* Materials provided *
=-=-=-=-=

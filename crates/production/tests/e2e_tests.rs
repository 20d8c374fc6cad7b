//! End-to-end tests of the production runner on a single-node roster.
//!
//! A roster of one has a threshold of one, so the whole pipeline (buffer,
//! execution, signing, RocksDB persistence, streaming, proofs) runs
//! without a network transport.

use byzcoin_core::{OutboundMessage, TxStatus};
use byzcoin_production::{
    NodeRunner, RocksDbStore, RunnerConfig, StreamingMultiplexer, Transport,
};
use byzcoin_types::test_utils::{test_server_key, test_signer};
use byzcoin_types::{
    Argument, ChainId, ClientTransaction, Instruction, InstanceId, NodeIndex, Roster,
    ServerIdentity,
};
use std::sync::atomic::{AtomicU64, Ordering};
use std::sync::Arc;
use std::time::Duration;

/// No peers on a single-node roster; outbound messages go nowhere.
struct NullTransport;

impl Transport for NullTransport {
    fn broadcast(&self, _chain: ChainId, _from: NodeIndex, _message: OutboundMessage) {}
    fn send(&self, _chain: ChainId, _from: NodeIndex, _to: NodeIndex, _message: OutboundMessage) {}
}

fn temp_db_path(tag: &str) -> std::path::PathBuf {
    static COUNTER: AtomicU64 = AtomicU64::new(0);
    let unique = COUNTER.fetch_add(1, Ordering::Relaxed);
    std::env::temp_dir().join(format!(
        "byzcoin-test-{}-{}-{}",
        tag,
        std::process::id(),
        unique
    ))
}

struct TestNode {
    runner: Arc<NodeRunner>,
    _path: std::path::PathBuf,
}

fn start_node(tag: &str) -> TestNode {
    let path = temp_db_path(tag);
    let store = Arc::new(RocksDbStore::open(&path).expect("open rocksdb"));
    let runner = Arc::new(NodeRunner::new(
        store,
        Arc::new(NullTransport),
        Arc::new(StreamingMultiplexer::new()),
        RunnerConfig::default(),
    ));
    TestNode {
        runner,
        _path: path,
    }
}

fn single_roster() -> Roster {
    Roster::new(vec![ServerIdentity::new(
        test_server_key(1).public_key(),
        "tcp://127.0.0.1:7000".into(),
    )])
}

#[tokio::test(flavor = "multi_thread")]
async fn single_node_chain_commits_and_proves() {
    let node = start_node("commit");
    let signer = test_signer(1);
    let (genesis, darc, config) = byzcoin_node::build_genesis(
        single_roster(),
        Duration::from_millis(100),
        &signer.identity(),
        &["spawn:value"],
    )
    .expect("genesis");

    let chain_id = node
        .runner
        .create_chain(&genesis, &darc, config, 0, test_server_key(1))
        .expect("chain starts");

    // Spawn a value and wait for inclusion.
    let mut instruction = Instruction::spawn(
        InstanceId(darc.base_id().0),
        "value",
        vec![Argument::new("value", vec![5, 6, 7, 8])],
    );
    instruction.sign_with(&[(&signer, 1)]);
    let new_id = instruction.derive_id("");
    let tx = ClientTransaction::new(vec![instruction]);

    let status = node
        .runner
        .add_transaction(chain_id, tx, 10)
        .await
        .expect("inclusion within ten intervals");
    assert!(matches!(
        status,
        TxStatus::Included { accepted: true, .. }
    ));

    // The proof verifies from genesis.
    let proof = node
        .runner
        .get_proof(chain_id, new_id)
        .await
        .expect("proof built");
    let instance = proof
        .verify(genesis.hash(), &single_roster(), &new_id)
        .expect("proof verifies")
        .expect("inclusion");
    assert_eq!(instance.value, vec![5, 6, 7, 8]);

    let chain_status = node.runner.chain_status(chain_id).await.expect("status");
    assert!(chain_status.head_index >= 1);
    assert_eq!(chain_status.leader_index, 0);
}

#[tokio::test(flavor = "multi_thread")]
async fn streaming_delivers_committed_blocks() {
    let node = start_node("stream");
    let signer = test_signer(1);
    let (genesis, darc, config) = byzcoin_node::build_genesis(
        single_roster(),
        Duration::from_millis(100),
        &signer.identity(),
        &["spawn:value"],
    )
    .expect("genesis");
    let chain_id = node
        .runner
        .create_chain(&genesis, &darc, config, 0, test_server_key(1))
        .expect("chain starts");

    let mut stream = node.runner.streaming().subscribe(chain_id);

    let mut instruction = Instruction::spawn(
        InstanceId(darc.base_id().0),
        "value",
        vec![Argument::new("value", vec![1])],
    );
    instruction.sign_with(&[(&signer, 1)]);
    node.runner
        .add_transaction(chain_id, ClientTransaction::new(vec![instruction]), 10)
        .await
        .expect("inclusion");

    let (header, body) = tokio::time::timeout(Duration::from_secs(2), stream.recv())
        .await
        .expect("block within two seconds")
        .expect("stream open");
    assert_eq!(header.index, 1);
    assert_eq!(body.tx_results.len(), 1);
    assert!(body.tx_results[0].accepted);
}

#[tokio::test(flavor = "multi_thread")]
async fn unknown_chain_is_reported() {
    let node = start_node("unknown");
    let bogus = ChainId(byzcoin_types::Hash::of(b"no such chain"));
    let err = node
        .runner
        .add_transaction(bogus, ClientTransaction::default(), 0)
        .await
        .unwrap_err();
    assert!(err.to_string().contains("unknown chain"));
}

=-=-=-=-=

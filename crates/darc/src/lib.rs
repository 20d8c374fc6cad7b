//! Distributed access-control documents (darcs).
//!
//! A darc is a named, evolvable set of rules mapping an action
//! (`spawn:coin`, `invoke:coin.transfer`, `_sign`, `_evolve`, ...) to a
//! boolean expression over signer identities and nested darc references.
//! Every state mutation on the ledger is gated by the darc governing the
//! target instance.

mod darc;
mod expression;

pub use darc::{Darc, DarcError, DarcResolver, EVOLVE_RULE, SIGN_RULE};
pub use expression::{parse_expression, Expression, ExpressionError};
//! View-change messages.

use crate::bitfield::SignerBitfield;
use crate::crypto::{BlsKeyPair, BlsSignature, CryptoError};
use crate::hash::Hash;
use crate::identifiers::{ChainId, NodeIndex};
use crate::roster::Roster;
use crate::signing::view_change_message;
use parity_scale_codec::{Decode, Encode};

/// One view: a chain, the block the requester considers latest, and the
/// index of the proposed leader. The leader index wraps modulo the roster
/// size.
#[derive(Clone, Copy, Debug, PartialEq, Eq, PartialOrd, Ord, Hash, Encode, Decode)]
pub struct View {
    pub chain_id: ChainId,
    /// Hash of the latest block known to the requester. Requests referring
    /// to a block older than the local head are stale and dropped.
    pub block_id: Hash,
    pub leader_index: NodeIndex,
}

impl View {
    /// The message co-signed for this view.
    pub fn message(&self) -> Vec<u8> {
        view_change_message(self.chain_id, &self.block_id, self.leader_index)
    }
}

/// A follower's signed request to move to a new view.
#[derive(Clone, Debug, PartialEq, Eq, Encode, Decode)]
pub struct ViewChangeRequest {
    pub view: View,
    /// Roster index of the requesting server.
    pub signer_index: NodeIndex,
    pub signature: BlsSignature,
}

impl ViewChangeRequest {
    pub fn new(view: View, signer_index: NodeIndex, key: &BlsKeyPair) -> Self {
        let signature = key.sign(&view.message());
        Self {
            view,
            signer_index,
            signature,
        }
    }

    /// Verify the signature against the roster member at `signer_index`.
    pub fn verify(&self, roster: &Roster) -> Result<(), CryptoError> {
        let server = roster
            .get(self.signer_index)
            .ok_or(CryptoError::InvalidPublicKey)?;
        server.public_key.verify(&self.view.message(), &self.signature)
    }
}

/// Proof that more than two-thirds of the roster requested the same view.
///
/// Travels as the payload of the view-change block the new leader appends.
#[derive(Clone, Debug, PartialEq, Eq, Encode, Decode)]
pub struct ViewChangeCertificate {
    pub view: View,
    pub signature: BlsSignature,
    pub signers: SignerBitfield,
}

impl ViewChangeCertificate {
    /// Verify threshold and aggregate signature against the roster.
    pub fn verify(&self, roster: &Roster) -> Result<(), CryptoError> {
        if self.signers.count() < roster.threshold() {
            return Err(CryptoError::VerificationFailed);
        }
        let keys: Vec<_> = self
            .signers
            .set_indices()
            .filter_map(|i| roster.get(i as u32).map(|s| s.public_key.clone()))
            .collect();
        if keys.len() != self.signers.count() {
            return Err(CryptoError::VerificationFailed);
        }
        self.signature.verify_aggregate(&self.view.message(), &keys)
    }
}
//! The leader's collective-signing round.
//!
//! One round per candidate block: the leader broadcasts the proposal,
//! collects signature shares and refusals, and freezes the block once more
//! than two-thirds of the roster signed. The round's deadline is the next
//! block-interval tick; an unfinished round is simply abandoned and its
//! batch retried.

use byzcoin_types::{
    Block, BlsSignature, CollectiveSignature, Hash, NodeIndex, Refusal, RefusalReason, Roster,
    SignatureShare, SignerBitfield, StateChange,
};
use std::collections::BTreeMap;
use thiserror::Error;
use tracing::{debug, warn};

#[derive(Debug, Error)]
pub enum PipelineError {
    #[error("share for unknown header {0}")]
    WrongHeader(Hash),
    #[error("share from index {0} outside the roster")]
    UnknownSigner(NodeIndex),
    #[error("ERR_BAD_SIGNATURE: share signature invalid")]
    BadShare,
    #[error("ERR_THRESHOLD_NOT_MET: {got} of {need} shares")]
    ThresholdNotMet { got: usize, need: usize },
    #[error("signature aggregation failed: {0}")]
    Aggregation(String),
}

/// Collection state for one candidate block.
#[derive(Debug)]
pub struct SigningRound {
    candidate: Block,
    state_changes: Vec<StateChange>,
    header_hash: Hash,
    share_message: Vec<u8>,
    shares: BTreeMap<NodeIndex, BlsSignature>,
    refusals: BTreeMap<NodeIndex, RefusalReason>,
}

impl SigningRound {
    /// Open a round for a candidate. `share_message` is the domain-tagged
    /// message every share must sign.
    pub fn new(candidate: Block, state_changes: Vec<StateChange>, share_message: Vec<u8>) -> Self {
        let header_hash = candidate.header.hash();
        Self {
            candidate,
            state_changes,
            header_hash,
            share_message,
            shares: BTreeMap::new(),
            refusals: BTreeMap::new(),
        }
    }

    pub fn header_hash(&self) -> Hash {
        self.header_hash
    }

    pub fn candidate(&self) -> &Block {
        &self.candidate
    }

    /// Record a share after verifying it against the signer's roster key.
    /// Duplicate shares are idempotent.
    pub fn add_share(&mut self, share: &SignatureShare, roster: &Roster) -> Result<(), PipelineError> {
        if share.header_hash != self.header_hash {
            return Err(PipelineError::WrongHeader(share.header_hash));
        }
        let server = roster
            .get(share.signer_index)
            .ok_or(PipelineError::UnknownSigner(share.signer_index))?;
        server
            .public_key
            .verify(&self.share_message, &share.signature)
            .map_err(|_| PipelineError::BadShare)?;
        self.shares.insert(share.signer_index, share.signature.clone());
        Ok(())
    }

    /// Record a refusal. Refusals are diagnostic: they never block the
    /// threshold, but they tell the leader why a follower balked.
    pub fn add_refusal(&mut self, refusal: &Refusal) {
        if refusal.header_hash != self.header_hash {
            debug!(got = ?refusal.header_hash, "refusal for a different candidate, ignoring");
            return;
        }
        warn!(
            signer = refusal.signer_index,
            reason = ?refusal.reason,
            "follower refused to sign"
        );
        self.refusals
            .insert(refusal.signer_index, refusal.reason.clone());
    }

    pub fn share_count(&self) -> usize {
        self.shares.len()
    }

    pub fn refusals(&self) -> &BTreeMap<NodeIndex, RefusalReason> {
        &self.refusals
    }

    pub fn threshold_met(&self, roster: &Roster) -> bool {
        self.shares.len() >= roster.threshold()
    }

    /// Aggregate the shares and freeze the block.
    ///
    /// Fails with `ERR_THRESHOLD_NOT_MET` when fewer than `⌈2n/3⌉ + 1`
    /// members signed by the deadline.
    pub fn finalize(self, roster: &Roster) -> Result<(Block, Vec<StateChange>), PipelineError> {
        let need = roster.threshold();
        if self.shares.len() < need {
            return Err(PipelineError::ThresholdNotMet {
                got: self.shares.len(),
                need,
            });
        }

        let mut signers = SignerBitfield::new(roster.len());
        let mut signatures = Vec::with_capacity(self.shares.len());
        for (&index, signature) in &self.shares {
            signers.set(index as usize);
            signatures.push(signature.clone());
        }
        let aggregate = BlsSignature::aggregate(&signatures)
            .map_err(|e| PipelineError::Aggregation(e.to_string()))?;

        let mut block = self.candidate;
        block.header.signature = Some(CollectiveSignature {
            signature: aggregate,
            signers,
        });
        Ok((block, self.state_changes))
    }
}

=-=-=-=-=

Locate all lines in the listing above with the word "Decode" and copy them.

* Written answer *
use parity_scale_codec::{Decode, Encode};
#[derive(Clone, Copy, Debug, PartialEq, Eq, PartialOrd, Ord, Hash, Encode, Decode)]
#[derive(Clone, Debug, PartialEq, Eq, Encode, Decode)]
#[derive(Clone, Debug, PartialEq, Eq, Encode, Decode)]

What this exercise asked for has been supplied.